--- PROVIDED RECORDS Enclosed Below ---

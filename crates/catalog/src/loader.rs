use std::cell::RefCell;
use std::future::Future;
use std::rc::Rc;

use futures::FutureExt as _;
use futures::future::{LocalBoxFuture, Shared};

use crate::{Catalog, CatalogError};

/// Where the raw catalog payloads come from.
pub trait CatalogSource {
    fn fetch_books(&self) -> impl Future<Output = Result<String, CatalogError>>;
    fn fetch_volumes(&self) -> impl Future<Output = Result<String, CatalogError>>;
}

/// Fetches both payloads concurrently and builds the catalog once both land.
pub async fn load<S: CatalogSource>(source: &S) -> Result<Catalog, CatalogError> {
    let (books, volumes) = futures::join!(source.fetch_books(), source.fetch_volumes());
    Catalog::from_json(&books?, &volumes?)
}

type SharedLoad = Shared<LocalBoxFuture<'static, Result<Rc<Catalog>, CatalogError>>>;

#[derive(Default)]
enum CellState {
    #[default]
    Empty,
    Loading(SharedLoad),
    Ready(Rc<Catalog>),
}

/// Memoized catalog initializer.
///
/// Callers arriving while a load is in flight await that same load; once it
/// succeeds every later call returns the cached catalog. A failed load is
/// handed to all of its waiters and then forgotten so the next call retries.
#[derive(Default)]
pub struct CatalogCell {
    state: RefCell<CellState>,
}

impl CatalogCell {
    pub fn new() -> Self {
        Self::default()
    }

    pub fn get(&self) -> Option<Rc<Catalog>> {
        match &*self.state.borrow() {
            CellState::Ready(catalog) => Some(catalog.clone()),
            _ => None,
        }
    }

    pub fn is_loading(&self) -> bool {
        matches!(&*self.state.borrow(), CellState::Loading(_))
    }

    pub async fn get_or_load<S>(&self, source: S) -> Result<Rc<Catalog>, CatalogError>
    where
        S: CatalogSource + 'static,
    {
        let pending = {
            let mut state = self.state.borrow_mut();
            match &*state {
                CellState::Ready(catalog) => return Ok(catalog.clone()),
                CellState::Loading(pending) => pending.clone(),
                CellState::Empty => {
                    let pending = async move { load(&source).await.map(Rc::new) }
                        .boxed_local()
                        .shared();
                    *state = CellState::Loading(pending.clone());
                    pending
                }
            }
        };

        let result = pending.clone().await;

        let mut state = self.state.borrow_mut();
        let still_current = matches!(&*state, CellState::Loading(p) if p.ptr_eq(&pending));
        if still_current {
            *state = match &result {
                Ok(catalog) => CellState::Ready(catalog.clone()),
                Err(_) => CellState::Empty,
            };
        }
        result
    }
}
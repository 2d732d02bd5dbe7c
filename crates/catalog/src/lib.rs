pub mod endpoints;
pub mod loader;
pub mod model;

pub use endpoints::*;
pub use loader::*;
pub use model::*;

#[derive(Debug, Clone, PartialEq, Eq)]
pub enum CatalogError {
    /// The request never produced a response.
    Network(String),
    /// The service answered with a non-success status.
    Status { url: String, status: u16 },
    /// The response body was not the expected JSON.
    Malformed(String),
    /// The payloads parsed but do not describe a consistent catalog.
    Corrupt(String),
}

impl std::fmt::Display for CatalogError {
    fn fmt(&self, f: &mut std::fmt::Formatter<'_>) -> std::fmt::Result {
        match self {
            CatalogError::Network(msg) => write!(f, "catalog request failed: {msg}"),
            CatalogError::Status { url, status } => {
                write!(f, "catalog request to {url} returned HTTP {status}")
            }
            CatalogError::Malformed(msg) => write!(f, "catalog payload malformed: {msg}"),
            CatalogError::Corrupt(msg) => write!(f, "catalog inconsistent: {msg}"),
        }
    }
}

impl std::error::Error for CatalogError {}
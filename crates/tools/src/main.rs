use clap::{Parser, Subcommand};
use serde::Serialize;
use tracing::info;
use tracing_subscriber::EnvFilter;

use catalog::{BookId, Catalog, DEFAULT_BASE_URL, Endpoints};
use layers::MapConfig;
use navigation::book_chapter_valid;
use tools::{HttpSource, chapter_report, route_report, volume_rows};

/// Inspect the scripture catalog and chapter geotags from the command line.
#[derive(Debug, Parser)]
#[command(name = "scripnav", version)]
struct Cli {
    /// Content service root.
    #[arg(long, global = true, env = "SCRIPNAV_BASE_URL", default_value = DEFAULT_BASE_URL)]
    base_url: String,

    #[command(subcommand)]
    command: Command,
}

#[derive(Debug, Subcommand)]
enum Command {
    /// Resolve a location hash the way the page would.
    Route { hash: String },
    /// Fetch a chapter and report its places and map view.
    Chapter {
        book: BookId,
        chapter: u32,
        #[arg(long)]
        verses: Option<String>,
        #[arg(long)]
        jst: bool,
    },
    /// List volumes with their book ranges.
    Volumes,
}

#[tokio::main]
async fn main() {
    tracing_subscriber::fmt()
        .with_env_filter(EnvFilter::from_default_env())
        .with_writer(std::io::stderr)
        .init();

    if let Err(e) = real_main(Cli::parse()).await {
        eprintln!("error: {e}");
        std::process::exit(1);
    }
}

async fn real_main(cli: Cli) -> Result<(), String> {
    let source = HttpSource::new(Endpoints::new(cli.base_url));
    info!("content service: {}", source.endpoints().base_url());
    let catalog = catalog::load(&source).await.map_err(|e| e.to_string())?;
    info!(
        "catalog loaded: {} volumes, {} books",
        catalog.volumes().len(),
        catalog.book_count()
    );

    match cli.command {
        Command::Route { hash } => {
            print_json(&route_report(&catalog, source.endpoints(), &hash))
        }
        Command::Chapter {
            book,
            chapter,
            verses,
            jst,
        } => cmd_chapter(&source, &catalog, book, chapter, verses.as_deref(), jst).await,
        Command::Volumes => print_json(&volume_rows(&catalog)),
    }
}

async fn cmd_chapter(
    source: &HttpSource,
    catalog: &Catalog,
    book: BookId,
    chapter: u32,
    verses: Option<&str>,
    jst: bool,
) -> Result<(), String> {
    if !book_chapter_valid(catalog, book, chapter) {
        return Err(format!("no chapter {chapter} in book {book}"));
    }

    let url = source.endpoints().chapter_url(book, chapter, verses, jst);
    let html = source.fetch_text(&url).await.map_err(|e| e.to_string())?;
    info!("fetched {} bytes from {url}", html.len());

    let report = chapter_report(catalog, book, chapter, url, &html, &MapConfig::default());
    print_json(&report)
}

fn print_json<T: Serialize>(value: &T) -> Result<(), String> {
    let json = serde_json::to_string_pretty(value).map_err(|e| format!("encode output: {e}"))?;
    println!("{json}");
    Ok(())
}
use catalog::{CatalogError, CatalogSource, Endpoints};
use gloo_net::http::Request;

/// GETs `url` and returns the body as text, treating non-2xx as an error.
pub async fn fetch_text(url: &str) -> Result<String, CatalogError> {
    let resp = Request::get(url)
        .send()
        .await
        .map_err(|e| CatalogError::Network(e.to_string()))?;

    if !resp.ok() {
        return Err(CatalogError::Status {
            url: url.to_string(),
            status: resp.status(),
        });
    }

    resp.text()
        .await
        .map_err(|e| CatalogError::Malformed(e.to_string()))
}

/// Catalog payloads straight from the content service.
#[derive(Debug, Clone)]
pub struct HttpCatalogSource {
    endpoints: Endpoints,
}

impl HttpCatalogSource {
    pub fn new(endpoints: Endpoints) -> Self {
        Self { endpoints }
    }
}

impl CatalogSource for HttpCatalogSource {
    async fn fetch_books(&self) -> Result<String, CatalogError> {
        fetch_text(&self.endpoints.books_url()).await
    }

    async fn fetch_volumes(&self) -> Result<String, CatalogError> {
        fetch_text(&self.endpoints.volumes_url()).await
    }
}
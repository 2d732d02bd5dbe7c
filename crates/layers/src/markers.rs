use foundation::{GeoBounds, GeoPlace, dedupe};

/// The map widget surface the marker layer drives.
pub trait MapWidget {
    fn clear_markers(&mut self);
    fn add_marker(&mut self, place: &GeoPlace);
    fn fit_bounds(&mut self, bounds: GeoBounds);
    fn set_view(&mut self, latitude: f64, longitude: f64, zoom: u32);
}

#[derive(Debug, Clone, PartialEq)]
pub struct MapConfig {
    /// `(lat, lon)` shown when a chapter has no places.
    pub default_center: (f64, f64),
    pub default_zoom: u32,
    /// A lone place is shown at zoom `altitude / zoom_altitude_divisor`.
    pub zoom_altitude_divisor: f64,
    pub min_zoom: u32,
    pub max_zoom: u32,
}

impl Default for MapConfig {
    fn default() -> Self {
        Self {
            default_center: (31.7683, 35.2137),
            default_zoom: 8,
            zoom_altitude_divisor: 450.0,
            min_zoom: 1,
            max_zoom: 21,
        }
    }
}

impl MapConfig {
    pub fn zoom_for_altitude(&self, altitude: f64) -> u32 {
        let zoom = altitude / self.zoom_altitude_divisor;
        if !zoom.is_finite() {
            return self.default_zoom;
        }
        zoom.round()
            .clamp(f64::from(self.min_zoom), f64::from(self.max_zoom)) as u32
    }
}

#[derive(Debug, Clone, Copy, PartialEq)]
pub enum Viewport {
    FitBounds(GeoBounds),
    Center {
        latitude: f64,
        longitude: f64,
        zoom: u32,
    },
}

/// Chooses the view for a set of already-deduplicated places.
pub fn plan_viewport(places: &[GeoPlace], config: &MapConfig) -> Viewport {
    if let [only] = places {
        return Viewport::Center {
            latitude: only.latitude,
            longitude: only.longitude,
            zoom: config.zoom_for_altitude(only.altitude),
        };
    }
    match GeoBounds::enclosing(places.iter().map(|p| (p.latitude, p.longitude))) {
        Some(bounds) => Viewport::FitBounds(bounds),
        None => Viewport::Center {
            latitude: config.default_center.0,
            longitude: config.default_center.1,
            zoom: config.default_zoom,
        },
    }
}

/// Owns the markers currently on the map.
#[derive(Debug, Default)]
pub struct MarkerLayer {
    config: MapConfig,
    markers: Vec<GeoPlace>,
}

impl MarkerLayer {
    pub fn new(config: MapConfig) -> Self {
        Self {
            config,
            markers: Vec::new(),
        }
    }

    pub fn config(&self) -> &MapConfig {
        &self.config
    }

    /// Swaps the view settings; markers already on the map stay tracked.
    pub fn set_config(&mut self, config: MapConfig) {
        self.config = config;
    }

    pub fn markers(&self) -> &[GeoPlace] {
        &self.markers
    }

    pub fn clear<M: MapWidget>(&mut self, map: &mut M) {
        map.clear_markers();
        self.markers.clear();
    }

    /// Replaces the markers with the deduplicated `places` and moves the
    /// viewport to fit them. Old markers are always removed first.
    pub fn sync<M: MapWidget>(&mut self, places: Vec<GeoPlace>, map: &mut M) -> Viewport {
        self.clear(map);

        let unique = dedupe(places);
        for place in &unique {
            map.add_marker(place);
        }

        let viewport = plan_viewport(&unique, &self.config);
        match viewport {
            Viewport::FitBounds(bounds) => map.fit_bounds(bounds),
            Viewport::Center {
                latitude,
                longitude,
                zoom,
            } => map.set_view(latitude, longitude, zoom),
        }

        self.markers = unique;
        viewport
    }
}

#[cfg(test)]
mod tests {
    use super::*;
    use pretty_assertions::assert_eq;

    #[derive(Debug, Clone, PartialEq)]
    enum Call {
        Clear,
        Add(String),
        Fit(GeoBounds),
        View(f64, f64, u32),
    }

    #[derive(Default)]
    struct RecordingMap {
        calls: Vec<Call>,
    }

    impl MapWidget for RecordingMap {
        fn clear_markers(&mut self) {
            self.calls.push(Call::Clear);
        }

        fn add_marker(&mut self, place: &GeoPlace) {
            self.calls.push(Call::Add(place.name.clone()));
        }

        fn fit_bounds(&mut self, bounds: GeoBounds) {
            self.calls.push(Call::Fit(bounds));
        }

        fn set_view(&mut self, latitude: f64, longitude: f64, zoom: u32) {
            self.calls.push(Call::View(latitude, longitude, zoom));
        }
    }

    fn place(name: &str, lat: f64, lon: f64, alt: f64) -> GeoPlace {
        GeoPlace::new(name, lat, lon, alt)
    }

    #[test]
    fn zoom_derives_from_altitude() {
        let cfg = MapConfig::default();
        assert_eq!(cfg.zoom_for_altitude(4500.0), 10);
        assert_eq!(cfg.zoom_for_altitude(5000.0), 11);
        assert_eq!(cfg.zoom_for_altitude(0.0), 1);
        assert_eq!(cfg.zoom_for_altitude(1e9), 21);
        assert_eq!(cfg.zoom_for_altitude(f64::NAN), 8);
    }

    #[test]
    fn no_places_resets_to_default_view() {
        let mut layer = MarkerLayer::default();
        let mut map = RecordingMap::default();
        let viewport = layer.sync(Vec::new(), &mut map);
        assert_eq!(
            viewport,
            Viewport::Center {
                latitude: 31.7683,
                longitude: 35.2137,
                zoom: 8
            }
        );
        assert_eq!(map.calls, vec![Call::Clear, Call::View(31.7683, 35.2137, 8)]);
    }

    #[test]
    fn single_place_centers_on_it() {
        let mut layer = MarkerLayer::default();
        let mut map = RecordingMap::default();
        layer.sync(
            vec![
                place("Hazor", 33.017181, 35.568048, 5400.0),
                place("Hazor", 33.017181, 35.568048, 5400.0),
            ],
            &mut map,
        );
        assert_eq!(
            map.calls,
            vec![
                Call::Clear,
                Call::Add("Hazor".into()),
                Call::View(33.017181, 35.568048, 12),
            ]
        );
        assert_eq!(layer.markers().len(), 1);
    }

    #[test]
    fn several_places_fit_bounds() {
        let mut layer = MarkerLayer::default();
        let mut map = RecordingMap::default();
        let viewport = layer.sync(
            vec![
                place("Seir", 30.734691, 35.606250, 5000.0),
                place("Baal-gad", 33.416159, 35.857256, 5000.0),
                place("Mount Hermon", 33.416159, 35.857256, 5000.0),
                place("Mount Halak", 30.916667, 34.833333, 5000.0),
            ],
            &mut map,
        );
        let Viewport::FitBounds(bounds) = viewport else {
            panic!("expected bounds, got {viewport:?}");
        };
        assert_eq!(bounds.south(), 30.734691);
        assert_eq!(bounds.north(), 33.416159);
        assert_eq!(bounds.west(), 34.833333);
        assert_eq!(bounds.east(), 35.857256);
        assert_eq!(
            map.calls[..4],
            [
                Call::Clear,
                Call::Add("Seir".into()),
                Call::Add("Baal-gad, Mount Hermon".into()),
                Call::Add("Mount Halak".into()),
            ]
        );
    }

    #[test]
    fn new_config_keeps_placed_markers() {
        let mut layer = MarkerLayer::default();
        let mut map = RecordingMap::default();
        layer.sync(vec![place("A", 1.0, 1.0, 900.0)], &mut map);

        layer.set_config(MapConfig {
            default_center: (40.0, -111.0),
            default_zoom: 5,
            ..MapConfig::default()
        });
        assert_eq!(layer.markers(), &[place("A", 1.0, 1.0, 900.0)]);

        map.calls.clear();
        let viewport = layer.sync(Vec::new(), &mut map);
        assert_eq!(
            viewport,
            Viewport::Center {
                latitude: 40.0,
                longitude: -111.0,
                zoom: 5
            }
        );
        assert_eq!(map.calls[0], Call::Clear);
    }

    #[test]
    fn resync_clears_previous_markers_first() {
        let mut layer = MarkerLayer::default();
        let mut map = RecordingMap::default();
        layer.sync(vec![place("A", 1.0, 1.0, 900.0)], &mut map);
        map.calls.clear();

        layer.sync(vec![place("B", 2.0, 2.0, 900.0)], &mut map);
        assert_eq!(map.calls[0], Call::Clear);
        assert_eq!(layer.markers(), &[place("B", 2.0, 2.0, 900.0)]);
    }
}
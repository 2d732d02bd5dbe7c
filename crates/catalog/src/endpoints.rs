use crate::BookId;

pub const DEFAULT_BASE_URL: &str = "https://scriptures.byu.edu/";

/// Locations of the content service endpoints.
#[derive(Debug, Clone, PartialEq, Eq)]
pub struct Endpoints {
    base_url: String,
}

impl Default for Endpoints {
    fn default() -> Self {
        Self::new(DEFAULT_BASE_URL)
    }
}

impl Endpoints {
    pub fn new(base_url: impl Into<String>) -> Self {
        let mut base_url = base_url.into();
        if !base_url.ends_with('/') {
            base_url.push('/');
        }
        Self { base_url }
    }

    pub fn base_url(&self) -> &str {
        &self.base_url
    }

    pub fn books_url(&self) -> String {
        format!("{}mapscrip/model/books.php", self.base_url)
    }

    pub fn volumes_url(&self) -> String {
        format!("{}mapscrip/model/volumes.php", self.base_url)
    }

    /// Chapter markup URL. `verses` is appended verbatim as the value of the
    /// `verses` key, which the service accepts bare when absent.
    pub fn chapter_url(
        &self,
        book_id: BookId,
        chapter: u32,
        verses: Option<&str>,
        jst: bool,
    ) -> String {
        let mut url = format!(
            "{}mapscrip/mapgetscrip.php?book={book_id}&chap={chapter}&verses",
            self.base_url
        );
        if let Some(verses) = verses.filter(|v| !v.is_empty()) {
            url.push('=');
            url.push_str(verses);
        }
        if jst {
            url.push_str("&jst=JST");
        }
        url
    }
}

--- End of Enclosed PROVIDED RECORDS ---

YOUR OBJECTIVE
Copy each line of the records above that carries the word "returns".

EXPECTED ANSWER
/// succeeds every later call returns the cached catalog. A failed load is
/// GETs `url` and returns the body as text, treating non-2xx as an error.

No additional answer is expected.